Flight 771 was an international long-haul flight that originated at O. R. Tambo International Airport in South Africa's largest city of Johannesburg to Tripoli International Airport in the Libyan capital of Tripoli. There were 93 passengers and 11 crew members on board. Most of the passengers were Dutch citizens returning from holiday in South Africa. After arriving in Libya, the majority of the passengers would have boarded two other aircraft, one of which was bound to Düsseldorf and the other to Brussels. On this flight, al-Saadi was the monitoring pilot, while Abu-Shawashi was in charge of the aircraft controls.

===Approach===
Flight 771 entered Libyan airspace at around 5 a.m. The crew immediately sought information about the weather and asked for clearance for an approach to Tripoli, which was approved by the ATC. The weather was reported as good, with calm wind and visibility up to 6 km. They were cleared for descent to 9,000 feet and continued their approach to the airport.

With several minutes left until the flight's arrival at Tripoli, the crew started their approach briefing. Since Tripoli was the home base for Afriqiyah Airways, the crew had been familiarised with their approach and thus decided to end the briefing earlier, only commenting on several things, including the active runway, the locator beacon, and the aircraft's faulty autobrake system.

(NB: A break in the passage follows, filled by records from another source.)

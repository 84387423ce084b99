//! Configuration presets for common editing scenarios.
//!
//! Provides pre-built configurations for:
//! - Default: tolerant sum check, monotonic component indices, bound checks on
//! - Legacy: exact sum check and no bound checks, as the browser editor behaved
//! - Strict: tight tolerance, renumbered component indices, bound checks on

use hs_math::SumCheck;
use serde::{Deserialize, Serialize};
use std::fmt;

use crate::builder::{BuilderConfig, ComponentIndexPolicy, Limits};

/// Available configuration presets.
#[derive(Debug, Clone, Copy, PartialEq, Eq, Hash, Serialize, Deserialize)]
#[serde(rename_all = "lowercase")]
pub enum PresetName {
    /// Tolerant sum check (1e-6), monotonic indices, Uniform bounds enforced
    Default,
    /// Exact sum check, monotonic indices, no bound checks
    Legacy,
    /// Tolerance 1e-9, renumbered indices, Uniform bounds enforced
    Strict,
}

impl PresetName {
    /// All available preset names.
    pub const ALL: &'static [PresetName] =
        &[PresetName::Default, PresetName::Legacy, PresetName::Strict];

    /// Get preset name as a string.
    pub fn as_str(&self) -> &'static str {
        match self {
            PresetName::Default => "default",
            PresetName::Legacy => "legacy",
            PresetName::Strict => "strict",
        }
    }

    /// Parse preset name from string.
    pub fn parse(s: &str) -> Option<PresetName> {
        match s.to_lowercase().as_str() {
            "default" | "standard" => Some(PresetName::Default),
            "legacy" | "exact" | "compat" => Some(PresetName::Legacy),
            "strict" | "pedantic" => Some(PresetName::Strict),
            _ => None,
        }
    }

    /// Get a description of the preset.
    pub fn description(&self) -> &'static str {
        match self {
            PresetName::Default => {
                "Sums within 1e-6 of 1 are accepted; Uniform lower bounds must not exceed upper bounds"
            }
            PresetName::Legacy => {
                "Sums must equal 1 bit for bit and bounds are not checked"
            }
            PresetName::Strict => {
                "Sums within 1e-9 of 1; mixture components renumbered after removal; bounds enforced"
            }
        }
    }
}

impl fmt::Display for PresetName {
    fn fmt(&self, f: &mut fmt::Formatter<'_>) -> fmt::Result {
        write!(f, "{}", self.as_str())
    }
}

impl std::str::FromStr for PresetName {
    type Err = PresetError;

    fn from_str(s: &str) -> Result<Self, Self::Err> {
        PresetName::parse(s).ok_or_else(|| PresetError::UnknownPreset(s.to_string()))
    }
}

/// Errors related to preset operations.
#[derive(Debug, Clone, PartialEq, Eq)]
pub enum PresetError {
    UnknownPreset(String),
}

impl fmt::Display for PresetError {
    fn fmt(&self, f: &mut fmt::Formatter<'_>) -> fmt::Result {
        match self {
            PresetError::UnknownPreset(name) => {
                let valid: Vec<&str> = PresetName::ALL.iter().map(|p| p.as_str()).collect();
                write!(
                    f,
                    "unknown preset '{}', expected one of: {}",
                    name,
                    valid.join(", ")
                )
            }
        }
    }
}

impl std::error::Error for PresetError {}

/// Summary information about a preset.
#[derive(Debug, Clone, Serialize, Deserialize)]
pub struct PresetInfo {
    pub name: PresetName,
    pub description: String,
    pub sum_check: String,
    pub component_indices: ComponentIndexPolicy,
    pub enforce_uniform_bounds: bool,
    pub require_model_name: bool,
}

/// Build the configuration for a preset.
pub fn get_preset(name: PresetName) -> BuilderConfig {
    match name {
        PresetName::Default => BuilderConfig {
            description: Some(name.description().to_string()),
            ..BuilderConfig::default()
        },
        PresetName::Legacy => BuilderConfig {
            description: Some(name.description().to_string()),
            component_indices: ComponentIndexPolicy::Monotonic,
            enforce_uniform_bounds: false,
            require_model_name: true,
            limits: Limits::default(),
            sum_check: SumCheck::Exact,
            ..BuilderConfig::default()
        },
        PresetName::Strict => BuilderConfig {
            description: Some(name.description().to_string()),
            component_indices: ComponentIndexPolicy::Renumber,
            enforce_uniform_bounds: true,
            limits: Limits::default(),
            sum_check: SumCheck::Tolerance { epsilon: 1e-9 },
            ..BuilderConfig::default()
        },
    }
}

/// List every preset with a short summary.
pub fn list_presets() -> Vec<PresetInfo> {
    PresetName::ALL
        .iter()
        .map(|&name| {
            let config = get_preset(name);
            PresetInfo {
                name,
                description: name.description().to_string(),
                sum_check: config.sum_check.label(),
                component_indices: config.component_indices,
                enforce_uniform_bounds: config.enforce_uniform_bounds,
                require_model_name: config.require_model_name,
            }
        })
        .collect()
}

The crew then performed the approach checklist very briefly and tried to stabilise the approach.

Approximately 8 nautical miles from the airport, al-Saadi stated that they should do the "NAV approach". Afterwards, Captain al-Saadi asked the first officer to track the "FPA", which would show the aircraft's relative position to the airport's navigation. When it was 7 nautical miles from the extended runway centreline, the aircraft was established for an approach. At 5:29, al-Saadi contacted Tripoli ATC, which cleared the flight to continue to Tripoli and to report the runway in sight.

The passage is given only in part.